5. Boost Your Immune System
A regular restorative yoga practice helps to improve your immune system and makes you less of a victim in the face of all those cold and flu viruses flying around.
6. Balance Your Nervous System
Use a restorative practice to engage your nervous system and take your body into a state that allows for renewal and rejuvenation. Benefits include optimizing energy flow to the organs, tissue renewal, and reduced “fight or flight” response.
7. Quiet Your Mind
Restorative yoga can be a calming hug for your overstimulated mind. Beware, though—it may look like the yogi is taking a nap, but once you get into them, you realize how challenging they can be. Be patient; just because your body is resting doesn’t mean your mind will automatically grow silent.
Over time, you will learn how to drop into a place of stillness and be content peacefully basking in the present moment.
8. Recover from Illness
We all need rest, whether or not you’re recovering from muscle strain, a broken bone, a bad bout of flu, or a chronic illness. Just because you’re not practicing more “active” asanas doesn’t mean you can’t benefit from yoga’s healing powers.
Restorative yoga allows you to practice when your energy is low and your body is building strength.
9. Heal Emotional Pain
Just as you need to build physical strength after illness, you need to heal emotional injuries. Restorative poses offer soothing care for when you are processing the loss of a loved one or a relationship, coming to terms with a change in your life, or dealing with depression or anxiety.
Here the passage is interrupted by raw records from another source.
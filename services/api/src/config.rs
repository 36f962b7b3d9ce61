//! services/api/src/config.rs
//!
//! Defines the application's configuration structure and loading logic.
//!
//! All configuration is loaded from environment variables at startup. The `.env`
//! file is used for local development.

use std::net::SocketAddr;
use tracing::Level;

/// A custom error type for configuration loading failures.
#[derive(Debug, thiserror::Error)]
pub enum ConfigError {
    #[error("Missing the environment variable {0}")]
    MissingVar(String),
    #[error("Invalid value for the environment variable {0}: {1}")]
    InvalidValue(String, String),
}

/// Holds all configuration loaded from the environment at startup.
#[derive(Clone, Debug)]
pub struct Config {
    pub bind_address: SocketAddr,
    pub database_url: String,
    pub log_level: Level,
    /// Base URL of the storage provider that actually serves material files.
    pub download_base_url: String,
    /// Origin the portal front-end is served from.
    pub cors_origin: String,
}

impl Config {
    /// Loads configuration from environment variables.
    ///
    /// It will look for a `.env` file in the current directory for development,
    /// but this is skipped in test environments to ensure tests are hermetic.
    pub fn from_env() -> Result<Self, ConfigError> {
        // Only load from .env in non-test mode to avoid contamination.
        if !cfg!(test) {
            dotenvy::dotenv().ok();
        }

        // --- Load Server and Database Settings ---
        let bind_address_str =
            std::env::var("BIND_ADDRESS").unwrap_or_else(|_| "0.0.0.0:3000".to_string());
        let bind_address = bind_address_str
            .parse::<SocketAddr>()
            .map_err(|e| ConfigError::InvalidValue("BIND_ADDRESS".to_string(), e.to_string()))?;

        let database_url = std::env::var("DATABASE_URL")
            .map_err(|_| ConfigError::MissingVar("DATABASE_URL".to_string()))?;

        let log_level_str = std::env::var("RUST_LOG").unwrap_or_else(|_| "INFO".to_string());
        let log_level = log_level_str.parse::<Level>().map_err(|_| {
            ConfigError::InvalidValue(
                "RUST_LOG".to_string(),
                format!("'{}' is not a valid log level", log_level_str),
            )
        })?;

        // --- Load Boundary Settings ---
        let download_base_url = std::env::var("DOWNLOAD_BASE_URL")
            .unwrap_or_else(|_| "http://localhost:3000/files".to_string());
        let cors_origin =
            std::env::var("CORS_ORIGIN").unwrap_or_else(|_| "http://localhost:5173".to_string());

        Ok(Self {
            bind_address,
            database_url,
            log_level,
            download_base_url,
            cors_origin,
        })
    }
}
10. Segue to a Meditation Practice
If you want to benefit from meditation and you’re not sure how to start or how to continue, Restorative yoga provides a bridge between familiar poses and, to many, the unfamiliar and often intimidating practice of meditation.

You may feel vulnerable, emotional or anxious when practicing Restorative yoga—this is all part of the powerful process where you create space and let go. Wearing an eye mask, wrapping yourself in a blanket, or keeping your feet up on the wall can help ground and calm you.

Some poses help your heart, some assist your lungs. Others benefit the entire body. All are nourishing and life-enhancing when practiced regularly.